Thanks to ES awesome community who generously shares key knowledge. Special thanks to JohninCR for his teachings in motor and everyone who kindly helped me on the way !

This thread is old : in 2015 I've started working on building highly powered electric inline skates. Take everything you love in skates. Then boost it all.

It's my take on a realistic and practical application of motorized skates imagined in the manga Air Gear (yep).
Trying to make Alita's Battle angel skates into a real thing. Whatever you call it, as long as it goes strong!

We're now ending the fifth year of development of this project and five long years of overcoming unending hurdles :bolt: Let's start the sixth year with positive energy.

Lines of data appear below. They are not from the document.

//! Line-oriented scan capability: each line read while scanning is one decoded
//! code, which is how keyboard-wedge QR readers deliver them.

use std::sync::{Arc, Mutex};

use anyhow::{anyhow, bail};
use async_trait::async_trait;
use checkin_core::{ScanCapability, ScanConfig, ScanSession, ScannerHandle};
use tokio::sync::mpsc;
use tracing::{debug, info};

const DECODE_QUEUE: usize = 16;

type Sink = Arc<Mutex<Option<mpsc::Sender<String>>>>;

#[derive(Clone, Default)]
pub struct LineScanner {
    sink: Sink,
}

impl LineScanner {
    pub fn is_active(&self) -> bool {
        self.sink.lock().map(|sink| sink.is_some()).unwrap_or(false)
    }

    /// Hands one line to the running scanner. Returns `false` when no scanner
    /// is running or its queue is full.
    pub fn deliver(&self, text: &str) -> bool {
        let Ok(sink) = self.sink.lock() else {
            return false;
        };
        match sink.as_ref() {
            Some(tx) => tx.try_send(text.to_string()).is_ok(),
            None => false,
        }
    }
}

#[async_trait]
impl ScanCapability for LineScanner {
    async fn start(&self, region: &str, config: &ScanConfig) -> anyhow::Result<ScanSession> {
        let decoded = {
            let mut sink = self
                .sink
                .lock()
                .map_err(|_| anyhow!("scanner state poisoned"))?;
            if sink.is_some() {
                bail!("a scanner is already running in region '{region}'");
            }
            let (tx, rx) = mpsc::channel(DECODE_QUEUE);
            *sink = Some(tx);
            rx
        };

        info!(
            region,
            facing = ?config.preferred_facing,
            frame_rate = config.frame_rate,
            box_size = config.detection_box_size,
            "line scanner ready"
        );
        Ok(ScanSession {
            handle: Box::new(LineScannerHandle {
                sink: Arc::clone(&self.sink),
                running: true,
            }),
            decoded,
        })
    }
}

struct LineScannerHandle {
    sink: Sink,
    running: bool,
}

#[async_trait]
impl ScannerHandle for LineScannerHandle {
    async fn stop(&mut self) -> anyhow::Result<()> {
        if !self.running {
            bail!("scanner is not running");
        }
        self.running = false;
        self.sink
            .lock()
            .map_err(|_| anyhow!("scanner state poisoned"))?
            .take();
        debug!("line scanner stopped");
        Ok(())
    }

    async fn clear(&mut self) -> anyhow::Result<()> {
        if self.running {
            bail!("cannot clear a running scanner");
        }
        Ok(())
    }
}
use std::{sync::Arc, time::Duration};

use shared::{
    domain::{AttendanceFlag, MemberRecord, TeamDetails, TeamId},
    protocol::{ScanPayload, UpdateAck},
};
use tokio::sync::mpsc;
use tracing::{debug, error, info, warn};

use crate::{
    api::AttendanceBackend,
    controller::events::{Notice, UiEvent, WorkflowCommand, WorkflowState},
    error::ClientError,
    roster::RosterTable,
    scan::{ScanCapability, ScanConfig, ScanSession, ScannerHandle},
};

const DEFAULT_SCAN_REGION: &str = "reader";
const DEFAULT_RESTART_DELAY: Duration = Duration::from_millis(800);
const DEFAULT_SCANNER_START_TIMEOUT: Duration = Duration::from_secs(10);

const CAMERA_ACCESS_MESSAGE: &str = "Please allow camera access and reload the page.";
const FETCH_FAILED_MESSAGE: &str = "Unable to fetch team details. Please try again.";
const NO_TEAM_MESSAGE: &str = "No team selected. Please scan a team QR first.";
const NO_MEMBERS_MESSAGE: &str = "No members to update.";
const UPDATED_MESSAGE: &str = "Team details updated successfully!";
const UPDATE_REJECTED_MESSAGE: &str = "Failed to update. Please try again.";
const UPDATE_FAILED_MESSAGE: &str = "Server error. Please try again.";

#[derive(Debug, Clone)]
pub struct WorkflowSettings {
    pub scan: ScanConfig,
    pub scan_region: String,
    /// Pause between tearing down the review view and restarting the scanner.
    pub restart_delay: Duration,
    pub scanner_start_timeout: Duration,
}

impl Default for WorkflowSettings {
    fn default() -> Self {
        Self {
            scan: ScanConfig::default(),
            scan_region: DEFAULT_SCAN_REGION.to_string(),
            restart_delay: DEFAULT_RESTART_DELAY,
            scanner_start_timeout: DEFAULT_SCANNER_START_TIMEOUT,
        }
    }
}

/// Active team, its roster and the scanner handle. Owned by the controller only.
#[derive(Default)]
struct SessionState {
    active_team_id: Option<TeamId>,
    roster: Vec<MemberRecord>,
    scanner: Option<Box<dyn ScannerHandle>>,
    /// Bumped on every reset; network results carry the value they were issued under.
    generation: u64,
}

enum Inbound {
    Command(WorkflowCommand),
    Decoded {
        scanner_generation: u64,
        text: String,
    },
    FetchCompleted {
        generation: u64,
        team_id: TeamId,
        result: Result<TeamDetails, ClientError>,
    },
    SubmitCompleted {
        generation: u64,
        result: Result<UpdateAck, ClientError>,
    },
}

/// Cloneable sender for user actions.
#[derive(Clone)]
pub struct WorkflowHandle {
    tx: mpsc::UnboundedSender<Inbound>,
}

impl WorkflowHandle {
    /// Returns `false` once the controller has gone away.
    pub fn dispatch(&self, cmd: WorkflowCommand) -> bool {
        let cmd_name = cmd.name();
        match self.tx.send(Inbound::Command(cmd)) {
            Ok(()) => {
                debug!(command = cmd_name, "queued ui->controller command");
                true
            }
            Err(_) => {
                warn!(command = cmd_name, "workflow controller is gone; dropping command");
                false
            }
        }
    }

    pub fn set_checkbox(&self, row: usize, flag: AttendanceFlag, checked: bool) -> bool {
        self.dispatch(WorkflowCommand::SetCheckbox { row, flag, checked })
    }

    pub fn toggle_checkbox(&self, row: usize, flag: AttendanceFlag) -> bool {
        self.dispatch(WorkflowCommand::ToggleCheckbox { row, flag })
    }

    pub fn submit(&self) -> bool {
        self.dispatch(WorkflowCommand::Submit)
    }

    pub fn scan_next(&self) -> bool {
        self.dispatch(WorkflowCommand::ScanNext)
    }

    pub fn shutdown(&self) -> bool {
        self.dispatch(WorkflowCommand::Shutdown)
    }
}

/// Drives scanning, team lookup, roster editing and submission on a single
/// event loop. Decoded text, user commands and network completions all arrive
/// through one channel and are handled one at a time.
pub struct WorkflowController {
    backend: Arc<dyn AttendanceBackend>,
    capability: Arc<dyn ScanCapability>,
    settings: WorkflowSettings,
    session: SessionState,
    table: RosterTable,
    state: WorkflowState,
    pending_fetch: Option<TeamId>,
    scanner_generation: u64,
    inbound_tx: mpsc::UnboundedSender<Inbound>,
    inbound_rx: mpsc::UnboundedReceiver<Inbound>,
    ui_tx: mpsc::UnboundedSender<UiEvent>,
}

Let's describe the features !

B/Without control, power is nothing - Under work

You should not control inline skates with a RC transmitter or a command like you do with a longboard. It is not intuitive, your reactions are delayed, you can't predict what you are doing because your legs suffer from an artificial rythm you try to control with your finger... instead of putting up the rythm like you normally do when you ride classic skates.

Thus I aim to develop a hands free control for my skates. Simply let your body do the job and focus on riding. The skates must obey this rule. That's my actual goal, to make the rider forget about the electric stuff and just enjoy the adrenaline.

C/So, let's talk numbers, what power do we talk about? (Gosh a LOT have changed)

My previous rig packed 2x custom E-Max GT4020 50mm.

I recently upgraded to 2x beefier huge motors, heavier but much more torque and power and steel structure all together. It was a way to also simplify the parts so totally worth it.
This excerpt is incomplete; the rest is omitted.